Among those rising to the challenge is Great Barr School in Birmingham, where children have picked up litter in the local community and run poster campaigns to challenge youngsters to use a bin.
The survey found 80 per cent of teachers involved in the programme believed that schemes to help protect the planet had increased children's confidence.
Some 74 per cent thought that it had helped children learn leadership skills and 66 per cent felt it had made pupils more independent.
Eco- Schools were also enjoying increased profiles and saving money.
More than 65 per cent thought it had set them apart from other schools, while 96 per cent said it had reduced the amount of rubbish they threw out.

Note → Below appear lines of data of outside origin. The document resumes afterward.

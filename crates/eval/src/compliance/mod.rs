//! Compliance Rule Evaluator.
//!
//! Rules are evaluated against the JSON document `{ "input": …, "result": … }`
//! built from one bundle pair. The evaluator reads nothing else, so two
//! evaluations of the same pair always agree.
//!
//! Status policy:
//! - a MUST or CONDITIONAL rule that is not satisfied fails
//! - a SHOULD rule that is not satisfied warns
//! - a present but unverifiable (`opaque`) field warns, never passes
//!
//! Evaluation never errors; malformed data is simply not satisfied.

pub mod path;
mod rules;

use std::collections::BTreeMap;

use mrv_core::numeric::parse_decimal;
use mrv_core::{
    CanonicalError, CheckStatus, ComplianceCheck, InputBundle, ResultContent, Severity,
};
use rust_decimal::Decimal;
use serde_json::{json, Value};

pub use mrv_core::finding::overall_status;
pub use rules::{PredicateKind, Rule, RuleSet};

use path::{is_non_empty, is_present, Resolved};

/// Build the document rules are evaluated against.
pub fn document(input: &InputBundle, result: &ResultContent) -> Result<Value, CanonicalError> {
    Ok(json!({
        "input": serde_json::to_value(input)?,
        "result": serde_json::to_value(result)?,
    }))
}

/// Evaluate a bundle pair as it stood before compliance ran: any checks
/// already recorded in `result` are ignored. The result is read in
/// canonical order, so a sealed bundle evaluates exactly as it did when it
/// was produced.
pub fn evaluate_pair(
    rule_sets: &[RuleSet],
    input: &InputBundle,
    result: &ResultContent,
) -> Result<Vec<ComplianceCheck>, CanonicalError> {
    let mut pending = result.canonical_form();
    pending.compliance_checks.clear();
    pending.compliance_status = CheckStatus::Pass;
    Ok(evaluate(rule_sets, &document(input, &pending)?))
}

/// Evaluate every rule of every set.
pub fn evaluate(rule_sets: &[RuleSet], doc: &Value) -> Vec<ComplianceCheck> {
    let checks: Vec<ComplianceCheck> = rule_sets
        .iter()
        .flat_map(|set| set.rules.iter().map(move |rule| evaluate_rule(set, rule, doc)))
        .collect();
    tracing::debug!(
        rules = checks.len(),
        failed = checks.iter().filter(|c| c.status == CheckStatus::Fail).count(),
        warned = checks.iter().filter(|c| c.status == CheckStatus::Warn).count(),
        "compliance evaluated"
    );
    checks
}

fn evaluate_rule(set: &RuleSet, rule: &Rule, doc: &Value) -> ComplianceCheck {
    let mut details = BTreeMap::new();
    details.insert("path".to_string(), json!(rule.path));

    if let Some(when) = &rule.when {
        let applicable = path::resolve(doc, when)
            .iter()
            .any(|r| is_non_empty(r.value));
        if !applicable {
            details.insert("applicable".to_string(), json!(false));
            return check(
                set,
                rule,
                CheckStatus::Pass,
                format!("Not applicable: {} has no content.", when),
                details,
            );
        }
    }

    let items = path::resolve(doc, &rule.path);
    let failing: Vec<&str> = items
        .iter()
        .filter(|item| !satisfies(rule, item))
        .map(|item| item.path.as_str())
        .collect();
    let unverifiable = match rule.predicate {
        PredicateKind::Opaque => items.iter().filter(|i| is_present(i.value)).count(),
        _ => 0,
    };

    let (status, message) = if !failing.is_empty() {
        details.insert("failing".to_string(), json!(failing));
        let status = if rule.requirement.is_mandatory() {
            CheckStatus::Fail
        } else {
            CheckStatus::Warn
        };
        (status, rule.message.clone())
    } else if unverifiable > 0 {
        details.insert("unverifiable".to_string(), json!(unverifiable));
        (
            CheckStatus::Warn,
            rule.pass_message
                .clone()
                .unwrap_or_else(|| "Present but cannot be verified at this layer.".to_string()),
        )
    } else {
        (
            CheckStatus::Pass,
            rule.pass_message
                .clone()
                .unwrap_or_else(|| "Requirement satisfied.".to_string()),
        )
    };
    check(set, rule, status, message, details)
}

fn satisfies(rule: &Rule, item: &Resolved<'_>) -> bool {
    match rule.predicate {
        PredicateKind::Present | PredicateKind::Opaque => is_present(item.value),
        PredicateKind::NonEmpty => is_non_empty(item.value),
        PredicateKind::Empty => !is_non_empty(item.value),
        PredicateKind::Positive => as_decimal(item.value).is_some_and(|d| d > Decimal::ZERO),
        PredicateKind::OneOf => item.value.is_some_and(|v| rule.values.contains(v)),
    }
}

fn as_decimal(value: Option<&Value>) -> Option<Decimal> {
    match value? {
        Value::String(s) => parse_decimal(s),
        Value::Number(n) => parse_decimal(&n.to_string()),
        _ => None,
    }
}

fn check(
    set: &RuleSet,
    rule: &Rule,
    status: CheckStatus,
    message: String,
    details: BTreeMap<String, Value>,
) -> ComplianceCheck {
    let severity = match status {
        CheckStatus::Pass => Severity::Info,
        CheckStatus::Warn => Severity::Warn,
        CheckStatus::Fail => Severity::Fail,
    };
    ComplianceCheck {
        rule_id: rule.rule_id.clone(),
        regime: set.regime,
        reg_reference: rule.reg_reference.clone(),
        requirement: rule.requirement,
        severity,
        status,
        message,
        remediation: rule.remediation.clone(),
        evidence_requirements: rule.evidence_requirements.clone(),
        details,
    }
}

#[cfg(test)]
mod tests {
    use super::*;
    use mrv_core::{Regime, Requirement};

    fn rule(id: &str, requirement: Requirement, path: &str, predicate: PredicateKind) -> Rule {
        Rule {
            rule_id: id.to_string(),
            reg_reference: "2018/2066".to_string(),
            requirement,
            path: path.to_string(),
            predicate,
            values: vec![],
            when: None,
            message: format!("{} not satisfied", id),
            pass_message: None,
            remediation: String::new(),
            evidence_requirements: vec![],
        }
    }

    fn set(rules: Vec<Rule>) -> RuleSet {
        RuleSet {
            id: "test".to_string(),
            regime: Regime::Ets,
            version: "1".to_string(),
            rules,
        }
    }

    fn status_of(checks: &[ComplianceCheck], id: &str) -> CheckStatus {
        checks
            .iter()
            .find(|c| c.rule_id == id)
            .map(|c| c.status)
            .unwrap()
    }

    #[test]
    fn missing_must_fails_and_missing_should_warns() {
        let doc = json!({ "input": { "monitoring_plan": null } });
        let rules = set(vec![
            rule("MUST", Requirement::Must, "input.monitoring_plan", PredicateKind::Present),
            rule("SHOULD", Requirement::Should, "input.methodology", PredicateKind::Present),
        ]);
        let checks = evaluate(&[rules], &doc);
        assert_eq!(status_of(&checks, "MUST"), CheckStatus::Fail);
        assert_eq!(status_of(&checks, "SHOULD"), CheckStatus::Warn);
        assert_eq!(overall_status(&checks), CheckStatus::Fail);
    }

    #[test]
    fn opaque_present_field_warns_never_passes() {
        let doc = json!({ "result": { "exports": [ { "actual_data": true } ] } });
        let rules = set(vec![rule(
            "OPAQUE",
            Requirement::Must,
            "result.exports.*.actual_data",
            PredicateKind::Opaque,
        )]);
        let checks = evaluate(&[rules], &doc);
        assert_eq!(checks[0].status, CheckStatus::Warn);
        assert_eq!(checks[0].details["unverifiable"], json!(1));
        assert_eq!(overall_status(&checks), CheckStatus::Pass);
    }

    #[test]
    fn conditional_applies_only_when_its_path_has_content() {
        let mut r = rule(
            "COND",
            Requirement::Conditional,
            "result.exports.*.cn_code",
            PredicateKind::NonEmpty,
        );
        r.when = Some("result.exports".to_string());
        let rules = set(vec![r]);

        let none = json!({ "result": { "exports": [] } });
        let checks = evaluate(std::slice::from_ref(&rules), &none);
        assert_eq!(checks[0].status, CheckStatus::Pass);
        assert_eq!(checks[0].details["applicable"], json!(false));

        let some = json!({ "result": { "exports": [ { "cn_code": "7208" }, { "cn_code": "" } ] } });
        let checks = evaluate(&[rules], &some);
        assert_eq!(checks[0].status, CheckStatus::Fail);
        assert_eq!(checks[0].details["failing"], json!(["result.exports.1.cn_code"]));
    }

    #[test]
    fn positive_reads_decimal_strings() {
        let rules = set(vec![rule(
            "POS",
            Requirement::Should,
            "result.totals.facility_tco2e",
            PredicateKind::Positive,
        )]);
        let pass = json!({ "result": { "totals": { "facility_tco2e": "111078" } } });
        let zero = json!({ "result": { "totals": { "facility_tco2e": "0" } } });
        assert_eq!(evaluate(std::slice::from_ref(&rules), &pass)[0].status, CheckStatus::Pass);
        assert_eq!(evaluate(&[rules], &zero)[0].status, CheckStatus::Warn);
    }

    #[test]
    fn empty_predicate_detects_cycles() {
        let rules = set(vec![rule(
            "ACYCLIC",
            Requirement::Must,
            "result.precursors.cycle_nodes",
            PredicateKind::Empty,
        )]);
        let cyclic = json!({ "result": { "precursors": { "cycle_nodes": ["A", "B"] } } });
        let acyclic = json!({ "result": { "precursors": { "cycle_nodes": [] } } });
        assert_eq!(evaluate(std::slice::from_ref(&rules), &cyclic)[0].status, CheckStatus::Fail);
        assert_eq!(evaluate(&[rules], &acyclic)[0].status, CheckStatus::Pass);
    }

    #[test]
    fn one_of_matches_listed_values() {
        let mut r = rule(
            "ONE",
            Requirement::Should,
            "input.config.electricity_method",
            PredicateKind::OneOf,
        );
        r.values = vec![json!("location"), json!("market")];
        let rules = set(vec![r]);
        let ok = json!({ "input": { "config": { "electricity_method": "market" } } });
        let bad = json!({ "input": { "config": { "electricity_method": "guess" } } });
        assert_eq!(evaluate(std::slice::from_ref(&rules), &ok)[0].status, CheckStatus::Pass);
        assert_eq!(evaluate(&[rules], &bad)[0].status, CheckStatus::Warn);
    }
}
//! One module per subcommand group. Every command returns `Err(message)`
//! for `main` to report; results go through [`crate::Printer`].

pub(crate) mod check;
pub(crate) mod evidence;
pub(crate) mod replay;
pub(crate) mod run;
pub(crate) mod snapshots;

A third felt that being an Eco-School made it easier to attract new pupils while nearly 40 per cent said it had improved their Ofsted scores.
But the programme still has to persuade children to stay environmentally friendly as they grow older.
Mr Chapman said: "Take a look at your local high school and you'll probably find it strewn with rubbish.
"While many teens profess to caring about large global, green issues, this doesn't extend to the environment around them and littering has become an instinctive reaction.
"We have to find a relevant way of getting teenagers to show respect for their neighbourhood and that's the biggest challenge Eco-Schools faces."
Among those pushing the environmental message are head teachers, civil servants and lecturer and broadcaster Professor Gervase Phinn.